§ **WHAT YOU NEED TO DO**: Report how many lines of the listing contain the string "gain", with no other words.
•••
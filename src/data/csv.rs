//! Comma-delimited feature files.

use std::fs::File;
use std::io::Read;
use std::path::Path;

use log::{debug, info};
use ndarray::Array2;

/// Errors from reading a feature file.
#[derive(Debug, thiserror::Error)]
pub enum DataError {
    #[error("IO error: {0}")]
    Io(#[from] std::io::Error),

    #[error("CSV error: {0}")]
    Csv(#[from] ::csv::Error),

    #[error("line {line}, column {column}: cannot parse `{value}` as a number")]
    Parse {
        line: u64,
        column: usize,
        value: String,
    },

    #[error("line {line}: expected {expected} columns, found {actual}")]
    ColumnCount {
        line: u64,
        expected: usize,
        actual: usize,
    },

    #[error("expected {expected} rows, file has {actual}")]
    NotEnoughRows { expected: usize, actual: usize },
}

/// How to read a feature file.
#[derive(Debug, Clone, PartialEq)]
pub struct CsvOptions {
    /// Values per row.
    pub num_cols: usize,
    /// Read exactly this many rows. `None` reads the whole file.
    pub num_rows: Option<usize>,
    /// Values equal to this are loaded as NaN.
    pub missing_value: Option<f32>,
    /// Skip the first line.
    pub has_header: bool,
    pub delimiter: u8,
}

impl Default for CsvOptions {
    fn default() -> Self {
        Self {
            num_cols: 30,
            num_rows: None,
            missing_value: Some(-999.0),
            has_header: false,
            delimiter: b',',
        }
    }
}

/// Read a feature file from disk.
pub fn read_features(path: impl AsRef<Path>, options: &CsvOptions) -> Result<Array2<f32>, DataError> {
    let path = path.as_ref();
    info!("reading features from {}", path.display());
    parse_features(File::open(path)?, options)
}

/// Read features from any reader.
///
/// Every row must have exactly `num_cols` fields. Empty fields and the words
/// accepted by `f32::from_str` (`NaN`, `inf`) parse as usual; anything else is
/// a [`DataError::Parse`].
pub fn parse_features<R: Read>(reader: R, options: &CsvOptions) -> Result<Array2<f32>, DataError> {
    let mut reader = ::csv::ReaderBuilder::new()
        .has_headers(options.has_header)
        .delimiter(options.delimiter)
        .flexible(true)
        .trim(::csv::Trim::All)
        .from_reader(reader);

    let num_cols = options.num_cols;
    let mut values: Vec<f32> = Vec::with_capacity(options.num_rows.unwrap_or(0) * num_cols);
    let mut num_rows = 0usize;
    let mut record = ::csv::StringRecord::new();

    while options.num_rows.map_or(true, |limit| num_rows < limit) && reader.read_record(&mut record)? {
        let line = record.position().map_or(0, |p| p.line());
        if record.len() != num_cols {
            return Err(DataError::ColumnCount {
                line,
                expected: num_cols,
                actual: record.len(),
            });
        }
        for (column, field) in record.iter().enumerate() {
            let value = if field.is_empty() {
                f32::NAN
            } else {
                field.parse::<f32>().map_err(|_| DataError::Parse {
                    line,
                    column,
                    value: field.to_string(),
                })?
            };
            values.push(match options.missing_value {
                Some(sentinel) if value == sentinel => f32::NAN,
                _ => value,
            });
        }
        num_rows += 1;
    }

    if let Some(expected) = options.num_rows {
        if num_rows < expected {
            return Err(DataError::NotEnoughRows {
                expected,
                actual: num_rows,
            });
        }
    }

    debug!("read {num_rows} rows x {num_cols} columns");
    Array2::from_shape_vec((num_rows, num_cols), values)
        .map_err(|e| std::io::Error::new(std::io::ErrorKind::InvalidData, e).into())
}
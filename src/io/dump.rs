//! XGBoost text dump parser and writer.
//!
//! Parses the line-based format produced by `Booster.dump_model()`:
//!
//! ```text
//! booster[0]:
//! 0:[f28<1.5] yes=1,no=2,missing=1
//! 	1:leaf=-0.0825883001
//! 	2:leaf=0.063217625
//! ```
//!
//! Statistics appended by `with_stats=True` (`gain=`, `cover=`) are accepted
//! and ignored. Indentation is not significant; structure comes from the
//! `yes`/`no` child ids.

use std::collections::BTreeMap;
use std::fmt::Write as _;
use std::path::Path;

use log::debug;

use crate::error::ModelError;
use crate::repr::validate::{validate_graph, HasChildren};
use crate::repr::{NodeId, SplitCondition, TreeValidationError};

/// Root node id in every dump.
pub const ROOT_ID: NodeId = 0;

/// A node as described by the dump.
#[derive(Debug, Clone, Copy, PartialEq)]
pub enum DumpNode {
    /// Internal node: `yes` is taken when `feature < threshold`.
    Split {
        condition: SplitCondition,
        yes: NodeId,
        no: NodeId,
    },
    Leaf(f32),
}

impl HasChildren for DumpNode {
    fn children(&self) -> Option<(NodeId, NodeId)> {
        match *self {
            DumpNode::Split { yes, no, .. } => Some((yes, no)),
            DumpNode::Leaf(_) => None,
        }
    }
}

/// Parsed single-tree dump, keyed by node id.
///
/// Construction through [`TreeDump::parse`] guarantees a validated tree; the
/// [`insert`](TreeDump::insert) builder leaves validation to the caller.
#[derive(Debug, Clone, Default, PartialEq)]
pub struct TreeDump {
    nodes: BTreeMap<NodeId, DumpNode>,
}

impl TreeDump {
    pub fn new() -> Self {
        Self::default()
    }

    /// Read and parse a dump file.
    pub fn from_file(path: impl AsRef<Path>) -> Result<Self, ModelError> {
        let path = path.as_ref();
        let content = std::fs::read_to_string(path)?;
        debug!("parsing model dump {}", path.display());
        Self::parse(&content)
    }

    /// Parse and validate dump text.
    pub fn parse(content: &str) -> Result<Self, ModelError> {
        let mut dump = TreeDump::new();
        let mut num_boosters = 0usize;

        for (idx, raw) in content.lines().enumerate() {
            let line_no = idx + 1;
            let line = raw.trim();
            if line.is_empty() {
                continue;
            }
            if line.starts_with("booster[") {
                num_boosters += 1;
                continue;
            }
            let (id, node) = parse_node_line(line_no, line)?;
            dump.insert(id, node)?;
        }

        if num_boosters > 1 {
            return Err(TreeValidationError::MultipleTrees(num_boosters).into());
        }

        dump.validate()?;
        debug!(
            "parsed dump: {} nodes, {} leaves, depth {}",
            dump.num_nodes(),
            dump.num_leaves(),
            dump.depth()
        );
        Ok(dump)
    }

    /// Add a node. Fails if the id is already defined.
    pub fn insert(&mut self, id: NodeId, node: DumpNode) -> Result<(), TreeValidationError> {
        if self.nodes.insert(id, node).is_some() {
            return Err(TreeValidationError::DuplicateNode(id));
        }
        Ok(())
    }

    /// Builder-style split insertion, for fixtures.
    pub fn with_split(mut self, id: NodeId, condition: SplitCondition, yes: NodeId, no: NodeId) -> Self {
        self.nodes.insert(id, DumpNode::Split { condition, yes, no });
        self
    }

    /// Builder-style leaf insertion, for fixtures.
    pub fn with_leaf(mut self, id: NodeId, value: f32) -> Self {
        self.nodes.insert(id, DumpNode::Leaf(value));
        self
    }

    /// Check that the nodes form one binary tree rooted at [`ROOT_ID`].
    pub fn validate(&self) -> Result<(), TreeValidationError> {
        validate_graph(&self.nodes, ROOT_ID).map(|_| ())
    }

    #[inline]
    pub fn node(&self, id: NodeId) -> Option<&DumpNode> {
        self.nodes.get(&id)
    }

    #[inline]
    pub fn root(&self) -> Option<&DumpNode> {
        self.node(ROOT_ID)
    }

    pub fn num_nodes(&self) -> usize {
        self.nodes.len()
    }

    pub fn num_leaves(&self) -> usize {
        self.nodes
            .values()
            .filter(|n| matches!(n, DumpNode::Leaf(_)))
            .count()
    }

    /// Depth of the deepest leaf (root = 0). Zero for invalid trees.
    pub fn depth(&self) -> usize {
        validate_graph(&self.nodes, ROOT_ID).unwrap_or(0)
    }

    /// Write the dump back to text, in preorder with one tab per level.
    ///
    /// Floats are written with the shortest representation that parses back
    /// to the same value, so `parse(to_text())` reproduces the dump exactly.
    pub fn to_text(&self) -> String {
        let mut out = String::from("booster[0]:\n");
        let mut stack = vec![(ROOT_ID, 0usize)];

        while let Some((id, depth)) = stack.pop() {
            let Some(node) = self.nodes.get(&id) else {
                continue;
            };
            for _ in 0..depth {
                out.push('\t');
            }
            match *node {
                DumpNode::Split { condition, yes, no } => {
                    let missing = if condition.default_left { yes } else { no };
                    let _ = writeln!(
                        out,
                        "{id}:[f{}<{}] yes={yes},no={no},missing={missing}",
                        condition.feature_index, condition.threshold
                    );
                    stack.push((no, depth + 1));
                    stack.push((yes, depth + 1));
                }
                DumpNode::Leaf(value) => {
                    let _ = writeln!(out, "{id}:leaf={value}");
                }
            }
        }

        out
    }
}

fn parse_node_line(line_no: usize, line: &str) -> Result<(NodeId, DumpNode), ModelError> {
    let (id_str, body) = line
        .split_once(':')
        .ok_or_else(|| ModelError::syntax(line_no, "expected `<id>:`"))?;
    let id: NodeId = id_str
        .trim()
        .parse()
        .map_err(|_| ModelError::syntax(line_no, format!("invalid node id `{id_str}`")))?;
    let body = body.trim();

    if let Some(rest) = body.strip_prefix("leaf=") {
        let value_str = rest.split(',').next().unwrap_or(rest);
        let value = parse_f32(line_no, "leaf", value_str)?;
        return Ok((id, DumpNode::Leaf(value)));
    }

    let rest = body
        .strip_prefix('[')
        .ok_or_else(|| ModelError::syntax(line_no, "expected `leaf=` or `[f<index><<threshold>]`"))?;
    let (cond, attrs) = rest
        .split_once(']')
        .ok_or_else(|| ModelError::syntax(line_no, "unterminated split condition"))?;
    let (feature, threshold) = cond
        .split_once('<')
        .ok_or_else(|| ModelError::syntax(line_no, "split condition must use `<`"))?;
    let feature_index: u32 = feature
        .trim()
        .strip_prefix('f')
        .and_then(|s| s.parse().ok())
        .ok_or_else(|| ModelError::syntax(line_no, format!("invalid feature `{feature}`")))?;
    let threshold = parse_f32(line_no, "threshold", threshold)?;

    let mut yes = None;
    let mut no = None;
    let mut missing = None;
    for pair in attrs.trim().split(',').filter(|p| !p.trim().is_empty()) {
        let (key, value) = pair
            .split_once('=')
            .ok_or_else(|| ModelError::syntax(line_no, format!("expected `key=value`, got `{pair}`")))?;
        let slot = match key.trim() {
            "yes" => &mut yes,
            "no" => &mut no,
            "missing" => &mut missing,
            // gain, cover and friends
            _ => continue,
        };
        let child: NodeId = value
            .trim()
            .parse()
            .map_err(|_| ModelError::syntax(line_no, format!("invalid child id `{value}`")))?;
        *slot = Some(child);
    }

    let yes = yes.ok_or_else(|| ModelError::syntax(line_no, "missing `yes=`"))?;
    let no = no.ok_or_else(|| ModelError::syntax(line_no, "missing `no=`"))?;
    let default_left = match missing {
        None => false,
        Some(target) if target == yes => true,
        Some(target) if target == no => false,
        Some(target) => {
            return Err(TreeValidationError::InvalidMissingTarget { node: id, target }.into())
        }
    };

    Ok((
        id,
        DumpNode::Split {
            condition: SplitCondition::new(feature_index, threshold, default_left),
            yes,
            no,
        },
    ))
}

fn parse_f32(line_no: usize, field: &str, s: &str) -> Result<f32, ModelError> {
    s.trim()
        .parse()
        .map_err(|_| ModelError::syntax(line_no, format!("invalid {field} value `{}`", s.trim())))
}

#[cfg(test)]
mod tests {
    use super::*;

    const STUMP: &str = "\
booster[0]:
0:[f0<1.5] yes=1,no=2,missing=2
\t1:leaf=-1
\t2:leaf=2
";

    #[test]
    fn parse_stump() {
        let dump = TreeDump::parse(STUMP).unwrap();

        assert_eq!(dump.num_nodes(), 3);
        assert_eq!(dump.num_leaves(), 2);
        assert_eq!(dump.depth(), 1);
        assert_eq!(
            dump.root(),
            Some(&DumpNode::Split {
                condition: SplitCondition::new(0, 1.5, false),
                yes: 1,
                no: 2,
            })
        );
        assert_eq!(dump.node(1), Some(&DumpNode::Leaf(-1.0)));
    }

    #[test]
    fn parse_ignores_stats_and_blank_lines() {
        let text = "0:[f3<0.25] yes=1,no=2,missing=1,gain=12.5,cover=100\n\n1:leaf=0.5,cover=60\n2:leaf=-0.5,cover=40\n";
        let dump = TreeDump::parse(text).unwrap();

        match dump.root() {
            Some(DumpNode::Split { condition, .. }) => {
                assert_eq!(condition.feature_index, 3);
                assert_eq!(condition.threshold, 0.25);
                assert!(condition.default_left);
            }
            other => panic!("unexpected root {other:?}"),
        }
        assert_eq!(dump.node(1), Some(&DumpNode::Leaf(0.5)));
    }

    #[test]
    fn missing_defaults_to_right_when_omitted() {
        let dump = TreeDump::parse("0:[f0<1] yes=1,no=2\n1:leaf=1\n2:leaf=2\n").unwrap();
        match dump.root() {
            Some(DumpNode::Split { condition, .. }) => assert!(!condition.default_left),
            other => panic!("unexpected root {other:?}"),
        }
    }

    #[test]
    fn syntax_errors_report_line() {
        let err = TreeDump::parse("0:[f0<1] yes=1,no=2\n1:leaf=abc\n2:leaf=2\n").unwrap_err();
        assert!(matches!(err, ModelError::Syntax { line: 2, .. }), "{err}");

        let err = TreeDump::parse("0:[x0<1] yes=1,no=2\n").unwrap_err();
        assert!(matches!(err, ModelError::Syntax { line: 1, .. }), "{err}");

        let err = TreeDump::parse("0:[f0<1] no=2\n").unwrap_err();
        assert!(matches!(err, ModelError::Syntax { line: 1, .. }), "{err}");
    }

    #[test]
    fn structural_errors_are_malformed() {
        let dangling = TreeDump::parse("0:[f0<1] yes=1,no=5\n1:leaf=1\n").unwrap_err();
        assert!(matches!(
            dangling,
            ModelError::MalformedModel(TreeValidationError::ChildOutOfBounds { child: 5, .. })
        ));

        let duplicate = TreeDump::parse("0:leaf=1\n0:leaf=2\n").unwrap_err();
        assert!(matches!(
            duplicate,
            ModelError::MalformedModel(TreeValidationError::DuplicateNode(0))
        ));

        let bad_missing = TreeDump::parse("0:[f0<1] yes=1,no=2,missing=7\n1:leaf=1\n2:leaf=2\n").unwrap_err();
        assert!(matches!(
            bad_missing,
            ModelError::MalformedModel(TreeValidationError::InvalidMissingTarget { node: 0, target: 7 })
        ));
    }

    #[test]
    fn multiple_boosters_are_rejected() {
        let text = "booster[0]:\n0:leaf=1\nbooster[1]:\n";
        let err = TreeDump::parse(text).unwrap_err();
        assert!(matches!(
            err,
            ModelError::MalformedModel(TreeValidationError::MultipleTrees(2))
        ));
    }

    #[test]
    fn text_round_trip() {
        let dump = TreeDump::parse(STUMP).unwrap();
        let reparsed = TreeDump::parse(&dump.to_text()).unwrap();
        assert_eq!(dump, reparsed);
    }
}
•••
§ **SOLUTION TO THIS EXERCISE**: 3